WATERLOO, ON – Reigning Rubik’s Cube king Steven Blatchkist wowed judges at the 2013 World Championships yesterday by solving a 4D variant of the puzzle prior to it having been developed or thought of.
Organizers of the competition assert that Blatchkist, who currently holds the 7x7x7 Rubik’s Cube record in three spatial coordinates, “outdid even himself.”
“We’ve never seen anything quite like it,” said Gerry “The Genome” McGurch, president of the championship. “The stopwatch hadn’t even started and we could already see Steven holding a completed lower-dimensional projection of a Rubik’s Tesseract, a product which is not going to be invented for at least another 50 years or so.”
Steven, who turned 14 this year, was modest about his latest accomplishment.

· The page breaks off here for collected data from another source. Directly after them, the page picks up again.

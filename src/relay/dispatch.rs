//! Relay Frame Dispatch
//!
//! Unicast/broadcast routing between room members. This module only
//! routes: it never mutates Room or Player state, and dispatch for
//! different rooms runs fully in parallel.
//!
//! Delivery failures are silent. A unicast whose target address has
//! no owner behaves like a LAN where no host answers: the frame
//! simply disappears.

use tokio::sync::mpsc;
use tracing::trace;

use crate::core::addr::VirtualAddr;
use crate::protocol::{ConnId, FrameRecv};
use crate::relay::registry::RoomRegistry;
use crate::relay::Outbound;

/// Relay a frame to the single member of the caller's room owning
/// `target`. Returns whether a recipient was found; `false` is not an
/// error condition.
pub async fn relay_unicast(
    registry: &RoomRegistry,
    caller: ConnId,
    target: VirtualAddr,
    frame: Vec<u8>,
) -> bool {
    let Some(room) = registry.room_of(caller).await else {
        trace!(%caller, "unicast from connection outside any room, dropped");
        return false;
    };

    let delivery = {
        let room = room.read().await;
        let sender_addr = match room.member_by_conn(caller) {
            Some(p) => p.address,
            None => return false,
        };
        room.member_by_addr(target)
            .map(|p| (p.sender.clone(), sender_addr))
    };

    match delivery {
        Some((tx, sender_addr)) => {
            deliver(&tx, sender_addr, frame).await;
            true
        }
        None => {
            trace!(%target, "unicast target not in room, dropped");
            false
        }
    }
}

/// Relay a frame to every member of the caller's room except the
/// caller, tagged with the caller's virtual address. Returns the
/// recipient count.
pub async fn relay_broadcast(registry: &RoomRegistry, caller: ConnId, frame: Vec<u8>) -> usize {
    let Some(room) = registry.room_of(caller).await else {
        trace!(%caller, "broadcast from connection outside any room, dropped");
        return 0;
    };

    let (sender_addr, targets) = {
        let room = room.read().await;
        let sender_addr = match room.member_by_conn(caller) {
            Some(p) => p.address,
            None => return 0,
        };
        let targets: Vec<mpsc::Sender<Outbound>> = room
            .players()
            .iter()
            .filter(|p| p.connection_id != caller)
            .map(|p| p.sender.clone())
            .collect();
        (sender_addr, targets)
    };

    let count = targets.len();
    for tx in targets {
        deliver(&tx, sender_addr, frame.clone()).await;
    }
    count
}

async fn deliver(tx: &mpsc::Sender<Outbound>, sender: VirtualAddr, frame: Vec<u8>) {
    trace!(%sender, len = frame.len(), "relaying frame");
    let _ = tx.send(Outbound::Frame(FrameRecv { sender, frame })).await;
}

“It’s nothing, really,” said the self-styled “geek version of Sidney Crosby”. “First you solve the white side, then you get the omega-red side, and then after that you get the side that’s only visible to hornets. Then it’s just a twist to the left, to the right, to the top side, the strange side and to the charm side and, ta-da, all of space and time is laid out and immutable.”
Sources say that Blatchkist “really needed” this victory after having lost last spring’s quantum chess championships to a seething mass of extradimensional energy.